→ **Dataset entries**
§

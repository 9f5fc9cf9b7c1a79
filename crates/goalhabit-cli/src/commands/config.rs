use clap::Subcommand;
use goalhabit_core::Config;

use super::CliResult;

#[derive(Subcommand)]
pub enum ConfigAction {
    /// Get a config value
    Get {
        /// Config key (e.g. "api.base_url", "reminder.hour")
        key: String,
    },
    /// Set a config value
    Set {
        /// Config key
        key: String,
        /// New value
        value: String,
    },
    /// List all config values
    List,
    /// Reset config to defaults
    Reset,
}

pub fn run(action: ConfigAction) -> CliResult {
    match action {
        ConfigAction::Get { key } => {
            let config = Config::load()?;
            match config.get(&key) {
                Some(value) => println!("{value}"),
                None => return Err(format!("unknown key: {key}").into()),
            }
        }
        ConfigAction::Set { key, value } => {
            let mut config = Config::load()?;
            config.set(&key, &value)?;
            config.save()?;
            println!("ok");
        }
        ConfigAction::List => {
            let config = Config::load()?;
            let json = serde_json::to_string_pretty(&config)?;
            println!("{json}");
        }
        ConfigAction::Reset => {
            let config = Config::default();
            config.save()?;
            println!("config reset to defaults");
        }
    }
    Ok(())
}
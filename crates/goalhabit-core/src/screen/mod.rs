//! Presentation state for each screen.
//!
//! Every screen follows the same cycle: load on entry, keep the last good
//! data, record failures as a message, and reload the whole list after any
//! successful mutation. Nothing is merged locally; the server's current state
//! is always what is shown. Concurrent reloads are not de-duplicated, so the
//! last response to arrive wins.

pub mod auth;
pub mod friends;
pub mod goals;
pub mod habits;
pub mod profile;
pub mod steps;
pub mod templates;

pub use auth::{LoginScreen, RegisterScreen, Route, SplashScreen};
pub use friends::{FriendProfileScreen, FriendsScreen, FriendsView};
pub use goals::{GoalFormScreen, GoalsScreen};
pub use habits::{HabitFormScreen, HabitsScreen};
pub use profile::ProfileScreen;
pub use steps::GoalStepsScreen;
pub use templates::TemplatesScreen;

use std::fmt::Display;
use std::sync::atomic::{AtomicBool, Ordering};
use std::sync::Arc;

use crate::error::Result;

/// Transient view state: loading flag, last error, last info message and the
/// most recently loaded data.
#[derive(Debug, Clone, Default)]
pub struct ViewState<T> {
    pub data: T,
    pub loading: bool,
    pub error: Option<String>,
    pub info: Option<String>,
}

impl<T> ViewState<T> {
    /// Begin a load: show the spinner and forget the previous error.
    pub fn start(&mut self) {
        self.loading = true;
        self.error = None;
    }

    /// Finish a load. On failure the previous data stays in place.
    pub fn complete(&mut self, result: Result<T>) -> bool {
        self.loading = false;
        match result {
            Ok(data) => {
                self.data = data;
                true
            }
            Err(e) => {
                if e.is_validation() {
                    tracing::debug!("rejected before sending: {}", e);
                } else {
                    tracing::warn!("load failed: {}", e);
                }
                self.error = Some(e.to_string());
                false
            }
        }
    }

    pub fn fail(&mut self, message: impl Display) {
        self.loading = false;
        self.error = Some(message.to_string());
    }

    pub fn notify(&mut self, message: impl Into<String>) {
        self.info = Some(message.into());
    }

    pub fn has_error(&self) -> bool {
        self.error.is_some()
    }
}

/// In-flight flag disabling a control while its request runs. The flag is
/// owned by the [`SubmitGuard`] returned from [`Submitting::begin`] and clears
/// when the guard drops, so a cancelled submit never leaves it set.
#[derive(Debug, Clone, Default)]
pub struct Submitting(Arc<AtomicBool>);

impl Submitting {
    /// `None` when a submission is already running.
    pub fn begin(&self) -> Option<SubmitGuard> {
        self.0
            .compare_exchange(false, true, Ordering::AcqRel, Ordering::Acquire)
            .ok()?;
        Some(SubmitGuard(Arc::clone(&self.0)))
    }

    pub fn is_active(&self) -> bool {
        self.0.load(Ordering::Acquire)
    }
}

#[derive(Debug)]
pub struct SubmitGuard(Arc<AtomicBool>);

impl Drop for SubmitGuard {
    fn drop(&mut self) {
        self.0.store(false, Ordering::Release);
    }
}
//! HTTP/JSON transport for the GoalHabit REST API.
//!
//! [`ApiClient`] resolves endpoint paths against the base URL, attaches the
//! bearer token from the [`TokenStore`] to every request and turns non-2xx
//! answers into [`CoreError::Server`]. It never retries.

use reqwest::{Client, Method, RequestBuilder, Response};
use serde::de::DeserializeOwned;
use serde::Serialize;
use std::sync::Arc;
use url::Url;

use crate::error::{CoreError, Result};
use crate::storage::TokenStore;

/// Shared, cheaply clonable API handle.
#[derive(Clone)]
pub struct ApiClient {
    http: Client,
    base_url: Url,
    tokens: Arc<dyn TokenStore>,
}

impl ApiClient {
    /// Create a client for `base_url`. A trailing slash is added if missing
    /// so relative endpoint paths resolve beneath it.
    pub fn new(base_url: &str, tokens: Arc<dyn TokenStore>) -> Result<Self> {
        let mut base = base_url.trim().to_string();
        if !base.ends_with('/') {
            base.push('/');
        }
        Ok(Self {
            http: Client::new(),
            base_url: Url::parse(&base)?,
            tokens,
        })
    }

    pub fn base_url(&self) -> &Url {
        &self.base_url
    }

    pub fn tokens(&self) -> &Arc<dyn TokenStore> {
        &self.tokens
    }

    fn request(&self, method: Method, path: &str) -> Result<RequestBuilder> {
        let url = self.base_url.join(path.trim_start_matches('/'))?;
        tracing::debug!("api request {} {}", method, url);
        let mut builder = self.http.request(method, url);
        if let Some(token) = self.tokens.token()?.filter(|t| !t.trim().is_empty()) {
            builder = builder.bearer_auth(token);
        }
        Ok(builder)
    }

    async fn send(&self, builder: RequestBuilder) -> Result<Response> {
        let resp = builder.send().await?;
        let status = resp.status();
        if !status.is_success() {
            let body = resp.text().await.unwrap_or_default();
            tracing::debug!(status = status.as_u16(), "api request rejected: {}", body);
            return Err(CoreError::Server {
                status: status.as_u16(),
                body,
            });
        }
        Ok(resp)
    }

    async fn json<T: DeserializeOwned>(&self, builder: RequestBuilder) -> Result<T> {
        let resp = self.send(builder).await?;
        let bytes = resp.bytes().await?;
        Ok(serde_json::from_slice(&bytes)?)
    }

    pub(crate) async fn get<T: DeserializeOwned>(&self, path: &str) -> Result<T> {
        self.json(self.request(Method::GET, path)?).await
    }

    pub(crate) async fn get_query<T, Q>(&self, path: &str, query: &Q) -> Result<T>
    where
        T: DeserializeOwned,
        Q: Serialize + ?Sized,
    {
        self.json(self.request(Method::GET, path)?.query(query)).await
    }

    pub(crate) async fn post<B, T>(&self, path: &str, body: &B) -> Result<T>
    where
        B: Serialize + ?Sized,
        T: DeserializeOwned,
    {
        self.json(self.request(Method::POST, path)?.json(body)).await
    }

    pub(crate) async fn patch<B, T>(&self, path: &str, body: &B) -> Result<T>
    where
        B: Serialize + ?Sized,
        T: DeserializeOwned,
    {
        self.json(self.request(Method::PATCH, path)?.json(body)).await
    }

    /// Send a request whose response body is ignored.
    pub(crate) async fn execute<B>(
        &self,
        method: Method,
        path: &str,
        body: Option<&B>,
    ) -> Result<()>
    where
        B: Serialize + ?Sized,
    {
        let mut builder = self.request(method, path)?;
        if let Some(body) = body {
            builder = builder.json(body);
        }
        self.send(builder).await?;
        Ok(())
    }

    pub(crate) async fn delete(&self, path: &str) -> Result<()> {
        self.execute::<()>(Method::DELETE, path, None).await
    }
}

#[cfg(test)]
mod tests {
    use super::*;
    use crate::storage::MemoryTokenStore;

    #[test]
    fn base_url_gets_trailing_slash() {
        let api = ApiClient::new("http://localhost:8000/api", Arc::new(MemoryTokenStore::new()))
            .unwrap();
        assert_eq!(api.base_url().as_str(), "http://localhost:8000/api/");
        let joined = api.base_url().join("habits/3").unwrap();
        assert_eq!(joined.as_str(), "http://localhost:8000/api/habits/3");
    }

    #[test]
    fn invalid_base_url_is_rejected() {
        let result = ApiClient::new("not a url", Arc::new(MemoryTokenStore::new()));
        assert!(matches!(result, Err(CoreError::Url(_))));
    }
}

§

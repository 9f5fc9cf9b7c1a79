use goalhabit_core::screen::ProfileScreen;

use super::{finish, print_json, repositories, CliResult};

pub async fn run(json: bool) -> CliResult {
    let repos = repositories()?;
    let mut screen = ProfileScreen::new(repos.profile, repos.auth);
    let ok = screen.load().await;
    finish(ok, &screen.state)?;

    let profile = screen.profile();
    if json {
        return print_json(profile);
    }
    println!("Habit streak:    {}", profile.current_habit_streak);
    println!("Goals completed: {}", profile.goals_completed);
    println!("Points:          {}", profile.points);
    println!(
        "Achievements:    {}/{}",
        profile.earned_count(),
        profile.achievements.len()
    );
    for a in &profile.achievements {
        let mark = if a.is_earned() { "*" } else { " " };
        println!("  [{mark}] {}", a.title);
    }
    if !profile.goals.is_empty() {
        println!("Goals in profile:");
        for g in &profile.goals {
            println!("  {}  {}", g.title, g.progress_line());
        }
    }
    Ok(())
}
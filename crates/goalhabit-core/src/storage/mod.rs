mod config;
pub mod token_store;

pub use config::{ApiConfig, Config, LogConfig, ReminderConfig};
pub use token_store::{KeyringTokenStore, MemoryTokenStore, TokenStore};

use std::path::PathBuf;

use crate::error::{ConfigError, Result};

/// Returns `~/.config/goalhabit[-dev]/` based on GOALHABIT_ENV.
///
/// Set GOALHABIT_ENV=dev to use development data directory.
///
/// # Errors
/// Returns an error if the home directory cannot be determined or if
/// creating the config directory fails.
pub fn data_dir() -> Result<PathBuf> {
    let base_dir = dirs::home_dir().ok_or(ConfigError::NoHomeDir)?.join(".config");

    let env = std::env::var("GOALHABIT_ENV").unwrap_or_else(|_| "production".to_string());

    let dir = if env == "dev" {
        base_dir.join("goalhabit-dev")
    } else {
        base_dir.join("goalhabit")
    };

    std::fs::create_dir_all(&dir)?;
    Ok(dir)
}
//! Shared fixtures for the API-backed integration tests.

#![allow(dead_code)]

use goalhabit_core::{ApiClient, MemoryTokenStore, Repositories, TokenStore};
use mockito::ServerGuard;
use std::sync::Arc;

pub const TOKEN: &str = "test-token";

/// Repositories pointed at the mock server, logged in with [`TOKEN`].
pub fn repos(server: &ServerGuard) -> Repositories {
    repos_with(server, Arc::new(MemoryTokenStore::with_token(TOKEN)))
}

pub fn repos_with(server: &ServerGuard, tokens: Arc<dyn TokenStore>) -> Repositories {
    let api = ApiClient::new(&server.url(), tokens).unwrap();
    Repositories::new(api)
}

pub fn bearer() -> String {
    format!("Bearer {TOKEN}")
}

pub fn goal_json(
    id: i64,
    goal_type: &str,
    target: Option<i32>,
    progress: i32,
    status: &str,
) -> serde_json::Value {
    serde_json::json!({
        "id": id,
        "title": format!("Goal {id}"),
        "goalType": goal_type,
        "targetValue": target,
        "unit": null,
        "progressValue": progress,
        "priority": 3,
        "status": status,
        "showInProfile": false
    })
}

§

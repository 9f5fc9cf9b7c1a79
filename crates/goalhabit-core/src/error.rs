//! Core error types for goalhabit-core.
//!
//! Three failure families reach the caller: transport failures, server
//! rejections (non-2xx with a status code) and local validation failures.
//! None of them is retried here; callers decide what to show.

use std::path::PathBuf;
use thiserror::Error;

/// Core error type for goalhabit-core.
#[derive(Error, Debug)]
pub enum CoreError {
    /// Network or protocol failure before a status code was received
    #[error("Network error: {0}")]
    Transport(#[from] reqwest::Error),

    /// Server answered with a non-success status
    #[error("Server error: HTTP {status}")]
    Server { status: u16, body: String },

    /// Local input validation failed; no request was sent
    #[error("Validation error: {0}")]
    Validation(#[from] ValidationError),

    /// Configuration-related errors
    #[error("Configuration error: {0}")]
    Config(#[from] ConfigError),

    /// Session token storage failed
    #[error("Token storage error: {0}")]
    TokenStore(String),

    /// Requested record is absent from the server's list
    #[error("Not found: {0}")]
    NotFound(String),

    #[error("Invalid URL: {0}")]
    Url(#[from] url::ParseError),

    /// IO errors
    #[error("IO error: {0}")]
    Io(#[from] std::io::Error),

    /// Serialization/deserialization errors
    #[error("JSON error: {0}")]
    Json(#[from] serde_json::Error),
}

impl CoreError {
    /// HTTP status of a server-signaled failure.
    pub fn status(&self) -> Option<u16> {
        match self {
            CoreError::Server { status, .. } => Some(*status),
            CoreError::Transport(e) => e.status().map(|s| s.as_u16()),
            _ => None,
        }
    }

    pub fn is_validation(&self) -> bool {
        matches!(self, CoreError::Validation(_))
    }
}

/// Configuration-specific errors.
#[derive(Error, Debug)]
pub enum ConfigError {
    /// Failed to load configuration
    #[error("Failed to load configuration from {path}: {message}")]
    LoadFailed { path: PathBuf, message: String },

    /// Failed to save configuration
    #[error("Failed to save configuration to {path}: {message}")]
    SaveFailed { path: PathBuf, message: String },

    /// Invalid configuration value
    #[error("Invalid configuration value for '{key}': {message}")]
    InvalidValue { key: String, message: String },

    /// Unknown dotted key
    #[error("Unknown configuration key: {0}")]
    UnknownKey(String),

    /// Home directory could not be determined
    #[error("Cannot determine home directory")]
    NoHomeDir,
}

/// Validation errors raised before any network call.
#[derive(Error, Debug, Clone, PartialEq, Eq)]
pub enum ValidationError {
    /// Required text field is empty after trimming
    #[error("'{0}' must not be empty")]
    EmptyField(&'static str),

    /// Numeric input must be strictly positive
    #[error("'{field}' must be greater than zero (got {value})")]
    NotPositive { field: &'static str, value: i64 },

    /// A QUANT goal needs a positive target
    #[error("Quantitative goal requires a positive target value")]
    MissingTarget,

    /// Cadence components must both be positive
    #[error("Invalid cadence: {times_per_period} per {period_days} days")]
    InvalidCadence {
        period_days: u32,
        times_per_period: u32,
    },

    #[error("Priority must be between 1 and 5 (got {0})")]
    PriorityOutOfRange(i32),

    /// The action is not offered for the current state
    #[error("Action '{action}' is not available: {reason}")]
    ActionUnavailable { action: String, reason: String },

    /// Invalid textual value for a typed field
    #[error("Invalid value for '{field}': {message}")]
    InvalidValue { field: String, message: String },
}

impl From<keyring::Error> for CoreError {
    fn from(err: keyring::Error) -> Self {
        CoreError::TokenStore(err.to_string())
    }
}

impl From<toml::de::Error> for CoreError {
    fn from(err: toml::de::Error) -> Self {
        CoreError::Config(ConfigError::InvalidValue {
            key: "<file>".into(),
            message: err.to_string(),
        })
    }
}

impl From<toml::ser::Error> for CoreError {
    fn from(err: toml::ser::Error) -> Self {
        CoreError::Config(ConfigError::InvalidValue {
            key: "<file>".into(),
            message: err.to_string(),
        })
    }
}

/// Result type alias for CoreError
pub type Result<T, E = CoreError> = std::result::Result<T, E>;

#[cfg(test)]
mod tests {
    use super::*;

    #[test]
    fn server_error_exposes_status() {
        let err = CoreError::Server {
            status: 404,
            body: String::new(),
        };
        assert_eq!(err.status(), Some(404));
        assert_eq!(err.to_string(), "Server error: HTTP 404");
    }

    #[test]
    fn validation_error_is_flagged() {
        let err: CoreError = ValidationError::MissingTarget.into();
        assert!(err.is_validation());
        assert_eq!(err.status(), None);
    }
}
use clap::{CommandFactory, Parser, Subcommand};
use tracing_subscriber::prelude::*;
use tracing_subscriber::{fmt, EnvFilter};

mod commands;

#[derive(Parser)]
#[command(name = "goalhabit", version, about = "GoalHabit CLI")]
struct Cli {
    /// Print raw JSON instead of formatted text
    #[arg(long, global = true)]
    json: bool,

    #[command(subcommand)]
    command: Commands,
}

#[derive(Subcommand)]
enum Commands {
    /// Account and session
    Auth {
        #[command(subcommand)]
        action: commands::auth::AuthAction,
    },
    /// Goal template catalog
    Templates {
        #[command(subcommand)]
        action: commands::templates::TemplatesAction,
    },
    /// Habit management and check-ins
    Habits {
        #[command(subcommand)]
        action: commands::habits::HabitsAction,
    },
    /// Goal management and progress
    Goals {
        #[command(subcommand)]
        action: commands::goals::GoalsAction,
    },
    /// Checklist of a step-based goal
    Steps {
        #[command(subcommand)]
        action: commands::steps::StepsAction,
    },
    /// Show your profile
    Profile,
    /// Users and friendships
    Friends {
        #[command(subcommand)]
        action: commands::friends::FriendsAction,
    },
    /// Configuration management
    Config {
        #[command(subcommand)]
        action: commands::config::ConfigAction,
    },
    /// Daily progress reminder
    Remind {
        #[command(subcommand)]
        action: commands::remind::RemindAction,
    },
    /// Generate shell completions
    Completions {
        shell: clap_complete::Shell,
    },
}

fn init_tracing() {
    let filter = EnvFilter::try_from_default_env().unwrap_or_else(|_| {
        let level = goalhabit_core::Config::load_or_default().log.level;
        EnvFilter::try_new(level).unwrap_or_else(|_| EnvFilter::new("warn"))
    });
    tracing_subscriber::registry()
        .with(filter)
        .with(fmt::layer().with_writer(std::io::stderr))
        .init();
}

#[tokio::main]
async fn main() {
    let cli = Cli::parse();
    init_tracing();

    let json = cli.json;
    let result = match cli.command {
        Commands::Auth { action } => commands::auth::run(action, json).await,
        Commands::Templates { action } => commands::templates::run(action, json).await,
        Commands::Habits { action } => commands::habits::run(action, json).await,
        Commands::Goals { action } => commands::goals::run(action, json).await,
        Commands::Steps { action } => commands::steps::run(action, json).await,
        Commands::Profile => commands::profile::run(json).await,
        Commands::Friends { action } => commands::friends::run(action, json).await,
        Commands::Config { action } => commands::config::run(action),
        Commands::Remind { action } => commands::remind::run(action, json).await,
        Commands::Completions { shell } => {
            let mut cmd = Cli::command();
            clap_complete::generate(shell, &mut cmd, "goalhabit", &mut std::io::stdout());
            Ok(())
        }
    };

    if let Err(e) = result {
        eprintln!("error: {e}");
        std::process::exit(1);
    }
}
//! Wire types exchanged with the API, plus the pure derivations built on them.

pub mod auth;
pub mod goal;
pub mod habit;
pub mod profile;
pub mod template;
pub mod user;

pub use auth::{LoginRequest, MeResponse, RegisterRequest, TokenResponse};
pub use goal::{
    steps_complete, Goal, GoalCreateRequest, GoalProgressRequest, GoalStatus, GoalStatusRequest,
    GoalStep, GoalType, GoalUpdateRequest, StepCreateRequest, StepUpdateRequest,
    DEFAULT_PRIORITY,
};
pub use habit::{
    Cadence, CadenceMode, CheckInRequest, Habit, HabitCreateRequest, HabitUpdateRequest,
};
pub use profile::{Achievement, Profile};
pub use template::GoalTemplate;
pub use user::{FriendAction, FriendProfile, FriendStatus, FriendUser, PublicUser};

§

→ **Work task**
The expected answer is one number: how many lines above contain "what".

→ **Solution for this exercise**
2